第126話 卒業

ケイトは、朝から緊張で食事が喉を通らなかった。


ウィンダムに滞在する事数日、アリッサの両親と食事中に、ひょんな事から孫の話になった。


アリッサの両親は2人とも、早く孫が見たい、どうなのだと言った踏み込んだ質問をしてきた。


その質問に、ケイトとアリッサは返す事ができず、顔を赤くして黙ってしまった。


その後、質問攻めに合い、初夜もまだだと言う事がアリッサの両親にバレてしまった。


その事を知った2人は、それはいけないと言って、寝室を用意して初夜の準備を整えたのである。


それに、夕食も精のつくものをたっぷりと使った料理を沢山用意されていた。


それだけではなく、なんとこれから、まさかの初夜の為に家のメイド達に風呂で全身くまなく洗われると言うのだ。


貴族であれば、当然の事らしいが、こちとら貴族でもなければ向こうの世界でも幼少期以降に女性と風呂に入った事も無ければ現れた事もない。


しかし、これを拒否すると言う事はアリッサを拒んだという事になる。


ケイトは意を決して風呂の脱衣所へと入室した。


「ケイト様、本日は私達わたくしたちが準備を務めさせていただきます。私達は私がアリッサ様の乳母を務め、他の2人はアリッ様の世話係だったものです。アリッサ様の世話係としての最後の務めとして、アリッサ様の初夜のお手伝いができる事をとても嬉しく思います。では、衣類から失礼いたします」


若いメイドではなく、アリッサの乳母を務めていた使用人の為、一安心と言えば一安心だが、アリッサの母のシャディ同様、この世界の女性は年齢に反して若く見える。


ケイトは出来るだけ心を無にして、反応しないように頭の中で念仏を唱え、雑念を振り払う。


ケイトが無になっているうちに、ケイトは服を脱がされ、湯船に浸かりながら頭を洗われ、そして体も念入りに洗われていった。


準備が完了し、バスローブを着せられて、メイドの1人、アリッサの乳母の案内で用意された部屋に向かう。


「アリッサ様も、準備が出来次第いらっしゃいます。ケイト様、貴方も初めてでしょうがアリッサ様も初めてでいらっしゃいます。無理にリードする必要はございません。アリッサ様を傷つけないように丁寧に。それに2人は王と王妃、2人で国を導いていくお二人です。独りよがりはいけません。格好をつけず、分からなければ2人で相談し、時には相手の意見を聞くのです。言葉にしなければ相手に分かってもらえません。分かってるはずだは絶対にダメです。これが、男女が上手くいくコツでございます。愛とは、独りよがりではいけないのです。分かりますか?」


乳母のアドバイスをケイトはしっかりと聞いて頷いた。

上手くやらなければいけないと、アリッサのことも考えず、向こうの世界で見聞きした事で頑張ろうとしていた。
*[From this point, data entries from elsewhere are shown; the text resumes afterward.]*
//! DynamoDB lock store
//!
//! One item per lock in a single table:
//!
//! | Attribute | Type | Description |
//! |-----------|------|-------------|
//! | `LockKey` | S | Partition key |
//! | `LockId` | S | Random ownership token |
//! | `Owner` | S | Principal id |
//! | `AcquiredAt` | S | RFC 3339 |
//! | `ExpiresAt` | N | Epoch seconds; the table's TTL attribute |
//!
//! Acquire is a `PutItem` conditioned on `attribute_not_exists(LockKey) OR
//! ExpiresAt < now`; refresh and release condition on `LockId`. The
//! conditional-check-failed response is the single source of truth for
//! contention.

use std::time::Duration;

use async_trait::async_trait;
use aws_sdk_dynamodb::types::AttributeValue;
use aws_sdk_dynamodb::Client;
use chrono::{DateTime, TimeZone, Utc};

use super::{new_lock_id, Lock, LockError, LockStore};

/// Lock table client
#[derive(Debug, Clone)]
pub struct DynamoLockStore {
    client: Client,
    table_name: String,
}

impl DynamoLockStore {
    /// Use a pre-built client; the table must exist with `LockKey` as its
    /// partition key and TTL enabled on `ExpiresAt`
    pub fn new(client: Client, table_name: impl Into<String>) -> Self {
        Self {
            client,
            table_name: table_name.into(),
        }
    }

    /// Standard AWS config chain (env vars, profiles, IMDS)
    pub async fn from_env(table_name: impl Into<String>) -> Self {
        let config = aws_config::load_defaults(aws_config::BehaviorVersion::latest()).await;
        Self::new(Client::new(&config), table_name)
    }

    async fn put_lock(&self, lock: &Lock, condition: Condition<'_>) -> Result<(), LockError> {
        let mut request = self
            .client
            .put_item()
            .table_name(&self.table_name)
            .item("LockKey", AttributeValue::S(lock.key.clone()))
            .item("LockId", AttributeValue::S(lock.lock_id.clone()))
            .item("Owner", AttributeValue::S(lock.owner.clone()))
            .item(
                "AcquiredAt",
                AttributeValue::S(lock.acquired_at.to_rfc3339()),
            )
            .item(
                "ExpiresAt",
                AttributeValue::N(lock.expires_at.timestamp().to_string()),
            );

        request = match condition {
            Condition::NotHeldOrExpired { now } => request
                .condition_expression("attribute_not_exists(LockKey) OR ExpiresAt < :now")
                .expression_attribute_values(":now", AttributeValue::N(now.timestamp().to_string())),
            Condition::TokenMatches { lock_id } => request
                .condition_expression("LockId = :id")
                .expression_attribute_values(":id", AttributeValue::S(lock_id.to_string())),
        };

        match request.send().await {
            Ok(_) => Ok(()),
            Err(err) => {
                if err
                    .as_service_error()
                    .is_some_and(|e| e.is_conditional_check_failed_exception())
                {
                    Err(LockError::NotHeld {
                        key: lock.key.clone(),
                    })
                } else {
                    Err(transport(&lock.key, err))
                }
            }
        }
    }
}

enum Condition<'a> {
    NotHeldOrExpired { now: DateTime<Utc> },
    TokenMatches { lock_id: &'a str },
}

fn transport(key: &str, err: impl std::fmt::Display) -> LockError {
    LockError::Transport {
        key: key.to_string(),
        message: err.to_string(),
    }
}

fn lock_from_item(
    key: &str,
    item: &std::collections::HashMap<String, AttributeValue>,
) -> Option<Lock> {
    let lock_id = item.get("LockId")?.as_s().ok()?.clone();
    let owner = item.get("Owner")?.as_s().ok()?.clone();
    let acquired_at = item
        .get("AcquiredAt")
        .and_then(|v| v.as_s().ok())
        .and_then(|s| DateTime::parse_from_rfc3339(s).ok())
        .map(|dt| dt.with_timezone(&Utc))
        .unwrap_or_else(Utc::now);
    let expires_at = item
        .get("ExpiresAt")
        .and_then(|v| v.as_n().ok())
        .and_then(|n| n.parse::<i64>().ok())
        .and_then(|secs| Utc.timestamp_opt(secs, 0).single())?;

    Some(Lock {
        key: key.to_string(),
        lock_id,
        owner,
        acquired_at,
        expires_at,
    })
}

#[async_trait]
impl LockStore for DynamoLockStore {
    async fn acquire(&self, key: &str, ttl: Duration, owner: &str) -> Result<Lock, LockError> {
        let now = Utc::now();
        let lock = Lock {
            key: key.to_string(),
            lock_id: new_lock_id(),
            owner: owner.to_string(),
            acquired_at: now,
            expires_at: now + chrono::Duration::from_std(ttl).unwrap_or(chrono::Duration::zero()),
        };
        if lock.is_expired(now) {
            return Err(LockError::Expired {
                key: key.to_string(),
            });
        }

        match self.put_lock(&lock, Condition::NotHeldOrExpired { now }).await {
            Ok(()) => Ok(lock),
            Err(LockError::NotHeld { .. }) => {
                // A live lock exists; read it to report the holder.
                match self.get(key).await? {
                    Some(existing) => Err(LockError::AlreadyHeld {
                        key: key.to_string(),
                        holder: existing.owner,
                        expires_at: existing.expires_at,
                    }),
                    None => Err(LockError::AlreadyHeld {
                        key: key.to_string(),
                        holder: "unknown".to_string(),
                        expires_at: now,
                    }),
                }
            }
            Err(other) => Err(other),
        }
    }

    async fn refresh(&self, lock: &Lock, ttl: Duration) -> Result<Lock, LockError> {
        let mut renewed = lock.clone();
        renewed.expires_at =
            Utc::now() + chrono::Duration::from_std(ttl).unwrap_or(chrono::Duration::zero());
        self.put_lock(
            &renewed,
            Condition::TokenMatches {
                lock_id: &lock.lock_id,
            },
        )
        .await?;
        Ok(renewed)
    }

    async fn release(&self, lock: &Lock) -> Result<(), LockError> {
        let result = self
            .client
            .delete_item()
            .table_name(&self.table_name)
            .key("LockKey", AttributeValue::S(lock.key.clone()))
            .condition_expression("LockId = :id")
            .expression_attribute_values(":id", AttributeValue::S(lock.lock_id.clone()))
            .send()
            .await;

        match result {
            Ok(_) => Ok(()),
            Err(err) => {
                // Already released, or taken over after expiry; either way
                // this invocation no longer holds it.
                if err
                    .as_service_error()
                    .is_some_and(|e| e.is_conditional_check_failed_exception())
                {
                    Ok(())
                } else {
                    Err(transport(&lock.key, err))
                }
            }
        }
    }

    async fn force_release(&self, key: &str) -> Result<(), LockError> {
        self.client
            .delete_item()
            .table_name(&self.table_name)
            .key("LockKey", AttributeValue::S(key.to_string()))
            .send()
            .await
            .map_err(|e| transport(key, e))?;
        Ok(())
    }

    async fn get(&self, key: &str) -> Result<Option<Lock>, LockError> {
        let output = self
            .client
            .get_item()
            .table_name(&self.table_name)
            .key("LockKey", AttributeValue::S(key.to_string()))
            .consistent_read(true)
            .send()
            .await
            .map_err(|e| transport(key, e))?;

        Ok(output
            .item()
            .and_then(|item| lock_from_item(key, item))
            .filter(|lock| !lock.is_expired(Utc::now())))
    }

    async fn list(&self, prefix: &str) -> Result<Vec<Lock>, LockError> {
        let now = Utc::now();
        let mut locks = Vec::new();
        let mut exclusive_start_key = None;

        loop {
            let mut scan = self
                .client
                .scan()
                .table_name(&self.table_name)
                .filter_expression("begins_with(LockKey, :prefix)")
                .expression_attribute_values(":prefix", AttributeValue::S(prefix.to_string()));
            if let Some(start) = exclusive_start_key.take() {
                scan = scan.set_exclusive_start_key(Some(start));
            }

            let output = scan.send().await.map_err(|e| transport(prefix, e))?;
            for item in output.items() {
                if let Some(key) = item.get("LockKey").and_then(|v| v.as_s().ok()) {
                    if let Some(lock) = lock_from_item(key, item) {
                        if !lock.is_expired(now) {
                            locks.push(lock);
                        }
                    }
                }
            }

            match output.last_evaluated_key() {
                Some(key) if !key.is_empty() => {
                    exclusive_start_key = Some(key.clone());
                }
                _ => break,
            }
        }

        locks.sort_by(|a, b| a.key.cmp(&b.key));
        Ok(locks)
    }
}

#[cfg(test)]
mod tests {
    use super::*;

    #[test]
    fn test_lock_from_item_parses_attributes() {
        let now = Utc::now();
        let mut item = std::collections::HashMap::new();
        item.insert("LockId".to_string(), AttributeValue::S("abc".into()));
        item.insert("Owner".to_string(), AttributeValue::S("alice".into()));
        item.insert(
            "AcquiredAt".to_string(),
            AttributeValue::S(now.to_rfc3339()),
        );
        item.insert(
            "ExpiresAt".to_string(),
            AttributeValue::N((now.timestamp() + 600).to_string()),
        );

        let lock = lock_from_item("stack:app:env:dev", &item).unwrap();
        assert_eq!(lock.owner, "alice");
        assert!(!lock.is_expired(now));
    }

    #[test]
    fn test_lock_from_item_requires_expiry() {
        let mut item = std::collections::HashMap::new();
        item.insert("LockId".to_string(), AttributeValue::S("abc".into()));
        item.insert("Owner".to_string(), AttributeValue::S("alice".into()));
        assert!(lock_from_item("k", &item).is_none());
    }
}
アリッサの乳母の話を聞いて自分が初めてなのだから、背伸びする必要は無いと考え直した。


「ありがとう」


顔つきの変わったケイトを見て、アリッサの乳母はにっこりと微笑んだ。


「大丈夫ですよ、立派な物をお待ちなのですから」


「な!」



アリッサの乳母はそう言い残すと、ほほほと笑いながら去って行った。


数分後に、準備を済ませたアリッサが部屋へとやって来た。


緊張する2人であったが、先ほどのアリッサの乳母の言葉を思い出し、格好はつかないかもしれないが、2人が共に思い出に残る夜を過ごして、ケイトはついに、卒業を果たした。